START Data

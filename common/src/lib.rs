use validator::ValidationErrors;

pub fn format_validation_errors(errors: &ValidationErrors) -> String {
    errors
        .field_errors()
        .values()
        .flat_map(|errs| {
            errs.iter()
                .filter_map(|e| e.message.as_ref().map(|m| m.to_string()))
        })
        .collect::<Vec<_>>()
        .join("; ")
}

#[cfg(test)]
mod tests {
    use super::format_validation_errors;
    use validator::Validate;

    #[derive(Validate)]
    struct Payload {
        #[validate(length(min = 8, message = "Password must be at least 8 characters"))]
        password: String,
    }

    #[test]
    fn joins_field_messages() {
        let p = Payload {
            password: "short".into(),
        };
        let errs = p.validate().unwrap_err();
        assert_eq!(
            format_validation_errors(&errs),
            "Password must be at least 8 characters"
        );
    }
}
use axum::{
    Extension, Json,
    extract::{Path, State},
    http::StatusCode,
    response::IntoResponse,
};
use db::models::answer_sheet::{MarkEntry, Model as SheetModel};
use serde::Deserialize;
use util::state::AppState;

use crate::auth::AuthUser;
use crate::response::ApiResponse;
use crate::routes::common::domain_error;
use crate::routes::exams::sheets::post::SheetResponse;

#[derive(Debug, Deserialize)]
pub struct GradeSheetRequest {
    pub marks: Vec<MarkEntry>,
}

/// PUT /api/sheets/{sheet_id}/grade
///
/// Record per-question marks for the sheet and mark grading completed.
/// The caller must hold the exam's teacher assignment for every question in
/// the payload; a completed sheet may only be re-graded by its original
/// grader. Teachers (and admins holding an assignment).
///
/// ### Request Body
/// ```json
/// {
///   "marks": [
///     { "question_number": 1, "max_marks": 10, "obtained_marks": 6, "comments": "partial" },
///     { "question_number": 2, "max_marks": 10, "obtained_marks": 7 }
///   ]
/// }
/// ```
///
/// ### Responses
/// - `200 OK` with the updated sheet (obtained marks = ledger total)
/// - `400 Bad Request` (marks out of range)
/// - `403 Forbidden` (question outside the caller's assignment)
/// - `404 Not Found` (unknown sheet)
/// - `409 Conflict` (sheet already graded by someone else)
pub async fn grade_sheet(
    State(app_state): State<AppState>,
    Path(sheet_id): Path<i64>,
    Extension(AuthUser(claims)): Extension<AuthUser>,
    Json(req): Json<GradeSheetRequest>,
) -> impl IntoResponse {
    let db = app_state.db();

    match SheetModel::grade(db, sheet_id, claims.sub, &req.marks).await {
        Ok(sheet) => (
            StatusCode::OK,
            Json(ApiResponse::success(
                SheetResponse::from(sheet),
                "Answer sheet graded successfully",
            )),
        ),
        Err(e) => domain_error(e),
    }
}
use sea_orm_migration::prelude::*;

pub struct Migration;

impl MigrationName for Migration {
    fn name(&self) -> &str {
        "m202607010005_create_exam_teacher_assignments"
    }
}

#[async_trait::async_trait]
impl MigrationTrait for Migration {
    async fn up(&self, manager: &SchemaManager) -> Result<(), DbErr> {
        manager
            .create_table(
                Table::create()
                    .table(Alias::new("exam_teacher_assignments"))
                    .if_not_exists()
                    .col(
                        ColumnDef::new(Alias::new("id"))
                            .big_integer()
                            .not_null()
                            .auto_increment()
                            .primary_key(),
                    )
                    .col(
                        ColumnDef::new(Alias::new("exam_id"))
                            .big_integer()
                            .not_null(),
                    )
                    .col(
                        ColumnDef::new(Alias::new("teacher_id"))
                            .big_integer()
                            .not_null(),
                    )
                    .col(
                        ColumnDef::new(Alias::new("assigned_questions"))
                            .json()
                            .not_null(),
                    )
                    .col(
                        ColumnDef::new(Alias::new("marks_per_question"))
                            .json()
                            .not_null(),
                    )
                    .col(
                        ColumnDef::new(Alias::new("created_at"))
                            .timestamp()
                            .not_null()
                            .default(Expr::cust("CURRENT_TIMESTAMP")),
                    )
                    .col(
                        ColumnDef::new(Alias::new("updated_at"))
                            .timestamp()
                            .not_null()
                            .default(Expr::cust("CURRENT_TIMESTAMP")),
                    )
                    .foreign_key(
                        ForeignKey::create()
                            .from(
                                Alias::new("exam_teacher_assignments"),
                                Alias::new("exam_id"),
                            )
                            .to(Alias::new("exams"), Alias::new("id"))
                            .on_delete(ForeignKeyAction::Cascade),
                    )
                    .foreign_key(
                        ForeignKey::create()
                            .from(
                                Alias::new("exam_teacher_assignments"),
                                Alias::new("teacher_id"),
                            )
                            .to(Alias::new("users"), Alias::new("id"))
                            .on_delete(ForeignKeyAction::Cascade),
                    )
                    .to_owned(),
            )
            .await?;

        // One assignment row per teacher per exam; re-assignment replaces it.
        manager
            .create_index(
                Index::create()
                    .if_not_exists()
                    .name("idx_exam_teacher_assignments_exam_teacher")
                    .table(Alias::new("exam_teacher_assignments"))
                    .col(Alias::new("exam_id"))
                    .col(Alias::new("teacher_id"))
                    .unique()
                    .to_owned(),
            )
            .await
    }

    async fn down(&self, manager: &SchemaManager) -> Result<(), DbErr> {
        manager
            .drop_table(
                Table::drop()
                    .table(Alias::new("exam_teacher_assignments"))
                    .to_owned(),
            )
            .await
    }
}
use chrono::{DateTime, Utc};
use sea_orm::ActiveValue::Set;
use sea_orm::entity::prelude::*;
use serde::Serialize;

/// An examination sitting for one subject.
///
/// `total_marks` is the paper total; individual answer sheets copy it at
/// upload time so re-structuring an exam later never rewrites history.
#[derive(Clone, Debug, PartialEq, DeriveEntityModel, Serialize)]
#[sea_orm(table_name = "exams")]
pub struct Model {
    #[sea_orm(primary_key)]
    pub id: i64,

    pub subject_id: i64,

    pub name: String,
    pub exam_date: DateTime<Utc>,
    pub duration_minutes: i32,
    pub total_marks: i64,

    /// Opaque storage reference to the uploaded question paper, if any.
    pub question_paper_path: Option<String>,

    pub created_by: i64,
    pub created_at: DateTime<Utc>,
    pub updated_at: DateTime<Utc>,
}

#[derive(Copy, Clone, Debug, EnumIter, DeriveRelation)]
pub enum Relation {
    #[sea_orm(
        belongs_to = "super::subject::Entity",
        from = "Column::SubjectId",
        to = "super::subject::Column::Id"
    )]
    Subject,

    #[sea_orm(
        belongs_to = "super::user::Entity",
        from = "Column::CreatedBy",
        to = "super::user::Column::Id"
    )]
    Creator,

    #[sea_orm(has_many = "super::answer_sheet::Entity")]
    AnswerSheet,

    #[sea_orm(has_many = "super::exam_teacher_assignment::Entity")]
    TeacherAssignment,
}

impl Related<super::subject::Entity> for Entity {
    fn to() -> RelationDef {
        Relation::Subject.def()
    }
}

impl Related<super::answer_sheet::Entity> for Entity {
    fn to() -> RelationDef {
        Relation::AnswerSheet.def()
    }
}

impl Related<super::exam_teacher_assignment::Entity> for Entity {
    fn to() -> RelationDef {
        Relation::TeacherAssignment.def()
    }
}

impl ActiveModelBehavior for ActiveModel {}

impl Model {
    #[allow(clippy::too_many_arguments)]
    pub async fn create(
        db: &DbConn,
        subject_id: i64,
        name: &str,
        exam_date: DateTime<Utc>,
        duration_minutes: i32,
        total_marks: i64,
        created_by: i64,
    ) -> Result<Model, DbErr> {
        let now = Utc::now();

        let active_model = ActiveModel {
            subject_id: Set(subject_id),
            name: Set(name.to_owned()),
            exam_date: Set(exam_date),
            duration_minutes: Set(duration_minutes),
            total_marks: Set(total_marks),
            question_paper_path: Set(None),
            created_by: Set(created_by),
            created_at: Set(now),
            updated_at: Set(now),
            ..Default::default()
        };

        active_model.insert(db).await
    }

    pub async fn set_question_paper(
        db: &DbConn,
        exam_id: i64,
        path: &str,
    ) -> Result<Model, DbErr> {
        let model = Entity::find_by_id(exam_id).one(db).await?;

        let model = match model {
            Some(m) => m,
            None => return Err(DbErr::RecordNotFound("Exam not found".to_string())),
        };

        let mut active_model: ActiveModel = model.into();
        active_model.question_paper_path = Set(Some(path.to_owned()));
        active_model.updated_at = Set(Utc::now());
        active_model.update(db).await
    }
}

END Data

All lines of the entries containing the string "match" must be shown in full.

    match SheetModel::grade(db, sheet_id, claims.sub, &req.marks).await {
        let model = match model {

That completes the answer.